Roblox: A Case Study

  • Roblox is a virtual world where users can create and share games/experiences.
  • By the end of 2020, Roblox had over 150 million members and averaged over 32 million daily active users.
  • Creating involves coding, seen positively by parents.
  • Users can sell creations for Robux.
  • Roblox benefited from the pandemic, with 2022 revenues climbing to 2.2 billion.
  • Low marketing costs due to virality and young fan base.
  • Customer Acquisition Costs (CAC) are very low (around 6.2 percent of revenue spent on marketing).
  • Seen as an important test-base for the metaverse.

Section 10.3: Network Structure - One-Sided vs. Two-Sided Markets

  • One-Sided Market: A market deriving most of its value from a single class of users (e.g., messaging).
    • Same-Side Exchange Benefits: Benefits derived by interaction among members of a single class of participant.
  • Two-Sided Market: Markets comprised of two distinct categories of participants, both needed for the network to function (e.g., video games).
    • Cross-Side Exchange Benefit: An increase in users on one side of the market increases value for the other side.
  • A network can have both same-side and cross-side benefits (e.g., Xbox).
    • Cross-side: More users attract more developers.
    • Same-side: Xbox Live enables users to play against each other.

Electrical Vehicle (EV) Charging Standards: A Battle of Networks

  • Two main incompatible standards:
    • Tesla’s NACS (North American Charging Standard)
    • CCS (Combined Charging System): Used by virtually all other EVs in North America
  • NACS appears to be winning due to:
    • Tesla's head start and large market share.
    • More charging ports and prime locations.
    • Closed system offering exceptional convenience.
    • Superior plug size and power compared to CCS.

Section 10.4: Competition in Network Markets

  • Network markets experience early, fierce competition due to the positive-feedback loop.
  • Aggressive early-stage tactics are common; the leader gains disproportionate advantage.
  • Markets tend toward monopolistic tendencies.
    • Monopoly: Many buyers, one dominant seller.
    • Oligopoly: Market dominated by a small number of powerful sellers.
  • The best product/service doesn't always win because of network effects.
  • Technological Leapfrogging: Competing by offering a superior technology that overcomes resistance due to exchange, switching costs, and complementary benefits.

Innovation in Network Markets

  • Network effects can limit competition against the dominant standard, but innovation within the standard can flourish.
  • Programmers invest in writing software for dominant platforms (e.g., Windows).
  • Diverse early mobile phone market lacked a standard, making broad software development difficult.

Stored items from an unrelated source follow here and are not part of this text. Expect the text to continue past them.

use criterion::{BenchmarkId, Criterion, Throughput, criterion_group, criterion_main};
use hashcodec::{StatsCollector, TransformDispatcher, TransformRequest};
use std::hint::black_box;

fn sample_text(size: usize) -> String {
    "Grüße, 世界! The quick brown fox 🦊 jumps over the lazy dog.\n"
        .chars()
        .cycle()
        .take(size)
        .collect()
}

fn bench_encode(c: &mut Criterion) {
    let dispatcher = TransformDispatcher::new();

    for id in ["base64", "base32", "hex", "url", "html", "rot13", "binary"] {
        let mut group = c.benchmark_group(format!("encode_{}", id));

        for size in [64, 1024, 16384] {
            let text = sample_text(size);
            group.throughput(Throughput::Bytes(text.len() as u64));

            group.bench_with_input(BenchmarkId::from_parameter(size), &text, |b, text| {
                let request = TransformRequest::encode(id, text.as_str());
                b.iter(|| dispatcher.transform(black_box(&request)));
            });
        }

        group.finish();
    }
}

fn bench_decode(c: &mut Criterion) {
    let dispatcher = TransformDispatcher::new();

    for id in ["base64", "base32", "hex", "url"] {
        let mut group = c.benchmark_group(format!("decode_{}", id));

        for size in [64, 1024, 16384] {
            let encoded = dispatcher
                .transform(&TransformRequest::encode(id, sample_text(size)))
                .into_outcome()
                .unwrap();
            group.throughput(Throughput::Bytes(encoded.len() as u64));

            group.bench_with_input(BenchmarkId::from_parameter(size), &encoded, |b, encoded| {
                let request = TransformRequest::decode(id, encoded.as_str());
                b.iter(|| dispatcher.transform(black_box(&request)));
            });
        }

        group.finish();
    }
}

fn bench_hash(c: &mut Criterion) {
    let dispatcher = TransformDispatcher::new();
    let collector = StatsCollector::new(&dispatcher);
    let mut group = c.benchmark_group("hash");
    let text = sample_text(4096);
    group.throughput(Throughput::Bytes(text.len() as u64));

    for id in ["md5", "crc32", "sha1", "sha256", "sha512"] {
        let request = TransformRequest::encode(id, text.as_str());
        group.bench_function(id, |b| b.iter(|| collector.measure(black_box(&request))));
    }

    group.finish();
}

criterion_group!(benches, bench_encode, bench_decode, bench_hash);
criterion_main!(benches);
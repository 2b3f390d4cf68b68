pub mod catalog;
pub mod config;
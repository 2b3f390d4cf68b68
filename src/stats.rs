use serde::Serialize;
use std::time::{Duration, Instant};

use crate::dispatch::{TransformDispatcher, TransformError, TransformRequest, TransformResult};
use crate::features::DigestProvider;

/// Timing and size metrics attached to a [`TransformResult`].
#[derive(Debug, Clone, Default, PartialEq, Serialize)]
pub struct TransformStats {
    /// Wall-clock duration of the dispatch call, from a monotonic clock
    pub elapsed_ms: f64,
    /// UTF-16 code units in the input
    pub char_count_in: usize,
    /// UTF-16 code units in the output, 0 on failure
    pub char_count_out: usize,
    /// Line terminators in the input plus one
    pub line_count: usize,
}

impl TransformStats {
    fn collect(request: &TransformRequest, result: &TransformResult, elapsed: Duration) -> Self {
        TransformStats {
            elapsed_ms: elapsed.as_secs_f64() * 1000.0,
            char_count_in: code_units(&request.input_text),
            char_count_out: result.output_text().map_or(0, code_units),
            line_count: count_lines(&request.input_text),
        }
    }
}

/// Length in UTF-16 code units, so astral characters count as two.
pub fn code_units(text: &str) -> usize {
    text.encode_utf16().count()
}

/// Counts `\n`, `\r\n` and lone `\r` as one terminator each.
pub fn count_lines(text: &str) -> usize {
    let bytes = text.as_bytes();
    let mut terminators = 0;
    let mut i = 0;

    while i < bytes.len() {
        match bytes[i] {
            b'\r' => {
                terminators += 1;
                if bytes.get(i + 1) == Some(&b'\n') {
                    i += 1;
                }
            }
            b'\n' => terminators += 1,
            _ => {}
        }
        i += 1;
    }

    terminators + 1
}

/// Wraps a dispatcher and measures every call.
#[derive(Debug)]
pub struct StatsCollector<'d, 'c, P> {
    dispatcher: &'d TransformDispatcher<'c, P>,
}

impl<'d, 'c, P: DigestProvider> StatsCollector<'d, 'c, P> {
    pub fn new(dispatcher: &'d TransformDispatcher<'c, P>) -> Self {
        Self { dispatcher }
    }

    pub fn measure(&self, request: &TransformRequest) -> TransformResult {
        let start = Instant::now();
        let mut result = self.dispatcher.transform(request);
        let elapsed = start.elapsed();

        result.stats = TransformStats::collect(request, &result, elapsed);

        log::trace!(
            "{} {}: {:.3} ms, {} -> {} chars",
            request.algorithm_id,
            request.mode.as_str(),
            result.stats.elapsed_ms,
            result.stats.char_count_in,
            result.stats.char_count_out
        );

        result
    }

    /// Attaches input stats to a request refused before dispatch, such as
    /// a decode the mode safeguard would not allow.
    pub fn reject(&self, request: &TransformRequest, error: TransformError) -> TransformResult {
        let start = Instant::now();
        let mut result = TransformResult::from_outcome(Err(error));
        result.stats = TransformStats::collect(request, &result, start.elapsed());

        log::trace!(
            "{} {}: rejected, {} chars in",
            request.algorithm_id,
            request.mode.as_str(),
            result.stats.char_count_in
        );

        result
    }
}

#[cfg(test)]
mod tests {
    use super::*;
    use crate::dispatch::{ErrorKind, Mode};

    #[test]
    fn test_count_lines() {
        assert_eq!(count_lines(""), 1);
        assert_eq!(count_lines("one"), 1);
        assert_eq!(count_lines("one\ntwo"), 2);
        assert_eq!(count_lines("one\r\ntwo\r\n"), 3);
        assert_eq!(count_lines("a\rb\nc"), 3);
        assert_eq!(count_lines("\n\n"), 3);
    }

    #[test]
    fn test_measure_success() {
        let dispatcher = TransformDispatcher::new();
        let collector = StatsCollector::new(&dispatcher);
        let result = collector.measure(&TransformRequest::encode("base64", "héllo\nworld"));

        assert_eq!(result.output_text(), Some("aMOpbGxvCndvcmxk"));
        assert_eq!(result.stats.char_count_in, 11);
        assert_eq!(result.stats.char_count_out, 16);
        assert_eq!(result.stats.line_count, 2);
        assert!(result.stats.elapsed_ms >= 0.0);
    }

    #[test]
    fn test_counts_utf16_code_units() {
        let dispatcher = TransformDispatcher::new();
        let collector = StatsCollector::new(&dispatcher);
        let result = collector.measure(&TransformRequest::encode("reverse", "🦀é"));

        assert_eq!(result.output_text(), Some("é🦀"));
        assert_eq!(result.stats.char_count_in, 3);
        assert_eq!(result.stats.char_count_out, 3);
        assert_eq!(code_units("𝄞𝄞"), 4);
    }

    #[test]
    fn test_safeguard_rejection_carries_input_stats() {
        let dispatcher = TransformDispatcher::new();
        let collector = StatsCollector::new(&dispatcher);
        let mut safeguard = crate::ModeSafeguard::new(dispatcher.catalog());
        safeguard.select("md5").unwrap();
        assert_eq!(safeguard.set_mode(Mode::Decode), Mode::Encode);

        let request = TransformRequest::decode("md5", "a🦀\nb");
        let error = TransformError::new(ErrorKind::IllegalModeForAlgorithm, "md5 is one-way");
        let result = collector.reject(&request, error);

        assert_eq!(
            result.error().map(|e| e.kind),
            Some(ErrorKind::IllegalModeForAlgorithm)
        );
        assert_eq!(result.stats.char_count_in, 5);
        assert_eq!(result.stats.char_count_out, 0);
        assert_eq!(result.stats.line_count, 2);
    }

    #[test]
    fn test_measure_failure_still_counts_input() {
        let dispatcher = TransformDispatcher::new();
        let collector = StatsCollector::new(&dispatcher);
        let result = collector.measure(&TransformRequest::decode("hex", "abc\ndef"));

        assert!(result.error().is_some());
        assert_eq!(result.stats.char_count_in, 7);
        assert_eq!(result.stats.char_count_out, 0);
        assert_eq!(result.stats.line_count, 2);
    }
}
use clap::{Args, Subcommand, ValueEnum};
use std::path::PathBuf;

use super::global::GlobalArgs;

#[derive(clap::Parser)]
#[command(name = "hashcodec")]
#[command(version)]
#[command(
    about = "Encode, decode and hash text: Base64, Base32, Hex, URL, HTML entities, ROT13/47, MD5, SHA, CRC-32",
    long_about = None
)]
pub struct Cli {
    #[command(flatten)]
    pub global: GlobalArgs,

    #[command(subcommand)]
    pub command: Command,
}

#[derive(Subcommand, Debug)]
pub enum Command {
    /// List available algorithms
    List(ListArgs),

    /// Show details for one algorithm
    Show {
        /// Algorithm id or alias
        algorithm: String,
    },

    /// Encode text (hash algorithms produce a digest)
    Encode(TransformArgs),

    /// Decode text (reversible algorithms only)
    Decode(TransformArgs),

    /// Hash text with a one-way algorithm
    Hash(TransformArgs),
}

/// Arguments shared by encode, decode and hash
#[derive(Args, Debug)]
pub struct TransformArgs {
    /// Algorithm id or alias (defaults to the configured default_algorithm)
    #[arg(short = 'a', long, value_name = "ALGORITHM")]
    pub algorithm: Option<String>,

    /// Input file (reads from stdin if not provided)
    pub file: Option<PathBuf>,

    /// Output file (writes to stdout if not provided)
    #[arg(short = 'o', long)]
    pub output: Option<PathBuf>,
}

/// Arguments for listing the catalog
#[derive(Args, Debug)]
pub struct ListArgs {
    /// Only list this category
    #[arg(value_name = "CATEGORY")]
    pub category: Option<CategoryArg>,
}

/// Catalog categories (CLI enum)
#[derive(Clone, Copy, Debug, ValueEnum)]
pub enum CategoryArg {
    Encoding,
    Hash,
    Cipher,
}

impl From<CategoryArg> for hashcodec::Category {
    fn from(cli: CategoryArg) -> Self {
        match cli {
            CategoryArg::Encoding => hashcodec::Category::Encoding,
            CategoryArg::Hash => hashcodec::Category::Hash,
            CategoryArg::Cipher => hashcodec::Category::Cipher,
        }
    }
}
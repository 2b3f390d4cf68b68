use serde::Serialize;

use crate::encoders::{self, Codec};
use crate::encoders::algorithms::{AlgorithmNotFoundError, find_closest_algorithm};
use crate::features::HashAlgorithm;

/// Broad family an algorithm belongs to.
#[derive(Debug, Clone, Copy, PartialEq, Eq, Hash, Serialize)]
#[serde(rename_all = "lowercase")]
pub enum Category {
    /// Reversible binary-to-text and escaping schemes
    Encoding,
    /// One-way digests and checksums
    Hash,
    /// Toy ciphers and text rearrangements, all reversible
    Cipher,
}

impl Category {
    pub fn as_str(&self) -> &'static str {
        match self {
            Category::Encoding => "encoding",
            Category::Hash => "hash",
            Category::Cipher => "cipher",
        }
    }
}

/// Immutable description of one catalog entry.
#[derive(Debug, Clone, PartialEq, Eq, Serialize)]
pub struct AlgorithmDescriptor {
    pub id: &'static str,
    pub display_name: &'static str,
    pub category: Category,
    pub reversible: bool,
    #[serde(skip_serializing_if = "no_aliases")]
    pub aliases: &'static [&'static str],
}

fn no_aliases(aliases: &&'static [&'static str]) -> bool {
    aliases.is_empty()
}

impl AlgorithmDescriptor {
    fn matches(&self, name: &str) -> bool {
        self.id.eq_ignore_ascii_case(name)
            || self.aliases.iter().any(|alias| alias.eq_ignore_ascii_case(name))
    }
}

/// What actually runs for a catalog entry.
#[derive(Debug, Clone, Copy)]
pub enum Implementation {
    Codec(Codec),
    Hash(HashAlgorithm),
}

#[derive(Debug)]
struct CatalogEntry {
    descriptor: AlgorithmDescriptor,
    implementation: Implementation,
}

const fn codec(
    id: &'static str,
    display_name: &'static str,
    category: Category,
    aliases: &'static [&'static str],
    codec: Codec,
) -> CatalogEntry {
    CatalogEntry {
        descriptor: AlgorithmDescriptor {
            id,
            display_name,
            category,
            reversible: true,
            aliases,
        },
        implementation: Implementation::Codec(codec),
    }
}

const fn one_way(
    id: &'static str,
    display_name: &'static str,
    aliases: &'static [&'static str],
    hash: HashAlgorithm,
) -> CatalogEntry {
    CatalogEntry {
        descriptor: AlgorithmDescriptor {
            id,
            display_name,
            category: Category::Hash,
            reversible: false,
            aliases,
        },
        implementation: Implementation::Hash(hash),
    }
}

static ENTRIES: [CatalogEntry; 16] = [
    codec("base64", "Base64", Category::Encoding, &["b64"], encoders::BASE64),
    codec(
        "base64url",
        "Base64 URL-safe",
        Category::Encoding,
        &["base64-url", "b64url"],
        encoders::BASE64_URL,
    ),
    codec("base32", "Base32", Category::Encoding, &["b32"], encoders::BASE32),
    codec("hex", "Hexadecimal", Category::Encoding, &["base16"], encoders::HEX),
    codec(
        "url",
        "URL encoding",
        Category::Encoding,
        &["percent", "urlencode"],
        encoders::URL,
    ),
    codec(
        "html",
        "HTML entities",
        Category::Encoding,
        &["html-entities"],
        encoders::HTML,
    ),
    one_way("md5", "MD5", &[], HashAlgorithm::Md5),
    one_way("sha1", "SHA-1", &["sha-1"], HashAlgorithm::Sha1),
    one_way("sha256", "SHA-256", &["sha-256"], HashAlgorithm::Sha256),
    one_way("sha384", "SHA-384", &["sha-384"], HashAlgorithm::Sha384),
    one_way("sha512", "SHA-512", &["sha-512"], HashAlgorithm::Sha512),
    one_way("crc32", "CRC-32", &["crc-32"], HashAlgorithm::Crc32),
    codec("rot13", "ROT13", Category::Cipher, &[], encoders::ROT13),
    codec("rot47", "ROT47", Category::Cipher, &[], encoders::ROT47),
    codec("binary", "Binary", Category::Cipher, &["bin"], encoders::BINARY),
    codec(
        "reverse",
        "Reverse text",
        Category::Cipher,
        &["reverse-text"],
        encoders::REVERSE,
    ),
];

static BUILTIN: AlgorithmCatalog = AlgorithmCatalog { entries: &ENTRIES };

/// Read-only registry of every supported algorithm.
///
/// The table is fixed at compile time; adding an algorithm means adding one
/// entry here and nothing in the dispatcher.
#[derive(Debug)]
pub struct AlgorithmCatalog {
    entries: &'static [CatalogEntry],
}

impl AlgorithmCatalog {
    /// The built-in catalog.
    pub fn builtin() -> &'static AlgorithmCatalog {
        &BUILTIN
    }

    /// All descriptors in catalog order.
    pub fn list(&self) -> impl ExactSizeIterator<Item = &'static AlgorithmDescriptor> + use<> {
        self.entries.iter().map(|entry| &entry.descriptor)
    }

    pub fn by_category(
        &self,
        category: Category,
    ) -> impl Iterator<Item = &'static AlgorithmDescriptor> + use<> {
        self.list().filter(move |descriptor| descriptor.category == category)
    }

    /// Look up an id or alias, case-insensitively.
    pub fn get(&self, name: &str) -> Result<&'static AlgorithmDescriptor, AlgorithmNotFoundError> {
        self.entry(name)
            .map(|entry| &entry.descriptor)
            .ok_or_else(|| self.not_found(name))
    }

    pub(crate) fn resolve(
        &self,
        name: &str,
    ) -> Result<(&'static AlgorithmDescriptor, Implementation), AlgorithmNotFoundError> {
        self.entry(name)
            .map(|entry| (&entry.descriptor, entry.implementation))
            .ok_or_else(|| self.not_found(name))
    }

    fn entry(&self, name: &str) -> Option<&'static CatalogEntry> {
        let name = name.trim();
        self.entries
            .iter()
            .find(|entry| entry.descriptor.matches(name))
    }

    fn not_found(&self, name: &str) -> AlgorithmNotFoundError {
        let candidates = self.entries.iter().flat_map(|entry| {
            std::iter::once(entry.descriptor.id).chain(entry.descriptor.aliases.iter().copied())
        });
        AlgorithmNotFoundError::new(name, find_closest_algorithm(name, candidates))
    }
}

Section 10.5: Strategies for Competing in Markets with Network Effects

  • Move Early: (Yahoo! auctions in Japan, Amazon in Cloud Computing, Microsoft's OpenAI investment).
  • Subsidize Product Adoption: (PayPal, Zoom). Freemium models are a form of subsidy.
  • Leverage Viral Promotion: (Uber, TikTok, Shein, Temu).
    • Social Proof: Positive influence when others are doing something.
  • Expand by Redefining the Market: (Nintendo Wii, Cash App's embrace of crypto, Nvidia in AI) or through convergence (iPhone).
    • Blue Ocean Strategy: Create and compete in uncontested market spaces.
    • Convergence: Distinct markets begin to offer similar features.
    • Envelopment: One market attempts to conquer another by making it a subset of its offering.
  • Form Alliances and Partnerships: (NYCE vs. Citibank, Didi/Ola/GrabTaxi/Lyft vs. Uber).
  • Establish Distribution Channels: (Java with Netscape; Microsoft bundling Media Player with Windows; Apple embedding Apple Music).
  • Seed the Market with Complements: (Blu-ray, Nintendo, thredUP).
  • Encourage Complementary Goods Development: Offer resources, subsidies, market research, development kits, and training (Oculus and Amazon Echo developer funds, Apple Swift Playgrounds).
  • Maintain Backward Compatibility: (Apple's Rosetta 2, Samsung Pay using mag-stripe).
    • Backward Compatibility: Ability to use complements developed for prior generations.
    • Adaptor: A product that taps into another product's complements, data, or user base.
  • Compatibility for Rivals: (Samsung Pay and magstripe).
  • Continuous Innovation for Incumbents: (Apple blocking access to its systems).
  • Preannouncements for Large Firms: (Microsoft, Apple).
    • The Osborne Effect: Preannouncing a product causes a sales drop in current products.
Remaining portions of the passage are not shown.